In sixteenth-century Barcelona, printing houses mainly produced books in Catalan, Castilian, and Latin. At times, imprints contained combinations of these languages. This analysis of a printed compilation of Passion-centered poetry employs metonymy to study the intersections of whole and partial texts within La dolorosa passio del nostre redemptor Jesuchrist (Barcelona, 1518) alongside the identities of its readers as individuals and as members of an ecclesiastical whole. I argue that the Latin fragments and Catalan verses in La dolorosa passió guided readers through individual and collective modes of Catholic devotion, including personal compassion for Christ’s suffering and remembrance of communal liturgical celebrations. A unique aspect of this printed book is that the printer, Pere Posa, was the one who inserted Latin phrases before and after the Catalan poems.

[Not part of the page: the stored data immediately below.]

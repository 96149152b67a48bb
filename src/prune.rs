//! Nearest-centroid search over the ball tree with distance-bound pruning.
//!
//! A centroid is dropped for a node only when its lower bound is strictly
//! larger than the best upper bound among the node's candidates, so every
//! point under that node is provably closer to another centroid. The result
//! is identical to scanning every centroid for every point.

use ndarray::ArrayView2;

use crate::kmeans::AssignPass;
use crate::metric::Metric;
use crate::tree::BallTree;

/// Relative tolerance absorbing rounding in the bound arithmetic.
const PRUNE_SLACK: f64 = 1e-9;

#[derive(Debug, Clone, Copy, PartialEq)]
pub struct Candidate {
    pub cluster: usize,
    pub lower: f64,
    pub upper: f64,
}

/// Per node annotation, rebuilt on every pass.
#[derive(Debug, Clone, Default)]
pub struct NodeBounds {
    pub candidates: Vec<Candidate>,
}

/// Side table of [`NodeBounds`] keyed by node index in the tree arena.
#[derive(Debug, Clone)]
pub struct PruningTable {
    nodes: Vec<NodeBounds>,
}

fn dominated(c: &Candidate, min_upper: f64) -> bool {
    if !c.lower.is_finite() {
        return min_upper.is_finite();
    }
    c.lower > min_upper + PRUNE_SLACK * (c.upper + min_upper)
}

impl PruningTable {
    pub fn new(tree: &BallTree) -> Self {
        Self {
            nodes: vec![NodeBounds::default(); tree.node_count()],
        }
    }

    pub fn bounds(&self, node: usize) -> &NodeBounds {
        &self.nodes[node]
    }

    /// Reassign every point to its nearest centroid. `assignments` is indexed
    /// by the caller's original point order.
    pub fn assign(
        &mut self,
        tree: &BallTree,
        centroids: ArrayView2<f64>,
        metric: &dyn Metric,
        assignments: &mut [usize],
    ) -> AssignPass {
        let mut pass = AssignPass::default();
        if tree.node_count() == 0 {
            return pass;
        }
        let all: Vec<usize> = (0..centroids.nrows()).collect();
        self.visit(tree, tree.root(), &all, centroids, metric, assignments, &mut pass);
        pass
    }

    #[allow(clippy::too_many_arguments)]
    fn visit(
        &mut self,
        tree: &BallTree,
        index: usize,
        parent: &[usize],
        centroids: ArrayView2<f64>,
        metric: &dyn Metric,
        assignments: &mut [usize],
        pass: &mut AssignPass,
    ) {
        let node = tree.node(index);
        let entry = &mut self.nodes[index];
        entry.candidates.clear();

        let mut min_upper = f64::INFINITY;
        for &cluster in parent {
            let d = metric.bound_distance(node.center.view(), centroids.row(cluster));
            pass.evaluations += 1;
            let upper = d + node.radius;
            min_upper = min_upper.min(upper);
            entry.candidates.push(Candidate {
                cluster,
                lower: (d - node.radius).max(0.0),
                upper,
            });
        }
        entry.candidates.retain(|c| !dominated(c, min_upper));
        let survivors: Vec<usize> = entry.candidates.iter().map(|c| c.cluster).collect();

        if let [owner] = survivors[..] {
            for i in node.range() {
                let old = tree.old_from_new()[i];
                if assignments[old] != owner {
                    assignments[old] = owner;
                    pass.changed += 1;
                }
            }
            return;
        }

        if node.is_leaf() {
            for i in node.range() {
                let point = tree.point(i);
                let mut best = survivors[0];
                let mut best_dist = f64::INFINITY;
                for &c in &survivors {
                    let d = metric.evaluate(point, centroids.row(c));
                    if d < best_dist {
                        best_dist = d;
                        best = c;
                    }
                }
                pass.evaluations += survivors.len() as u64;

                let old = tree.old_from_new()[i];
                if assignments[old] != best {
                    assignments[old] = best;
                    pass.changed += 1;
                }
            }
            return;
        }

        if let Some((left, right)) = node.children {
            self.visit(tree, left, &survivors, centroids, metric, assignments, pass);
            self.visit(tree, right, &survivors, centroids, metric, assignments, pass);
        }
    }
}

His decision to mingle Latin fragments with Catalan poetry points to the existence of an early modern Iberian readership that performed personal and collective devotional practices in both languages. Mukul Saxena’s concept of lifestyle diglossia illustrates how lay Catholic readers tailored their use of Latin and Catalan on La dolorosa passió’s folios to match religious practices they as individuals and their society as a whole were cultivating. The presence of contiguous Latin fragments and Catalan verses demonstrates that, far from compartmentalizing their communal and individual religious experiences, early modern Iberian Catholics enacted overlapping collective and personal identities while reading printed devotional books. I contend that we can trace these intersections by putting content in dialogue with materiality using imprints like La dolorosa passió.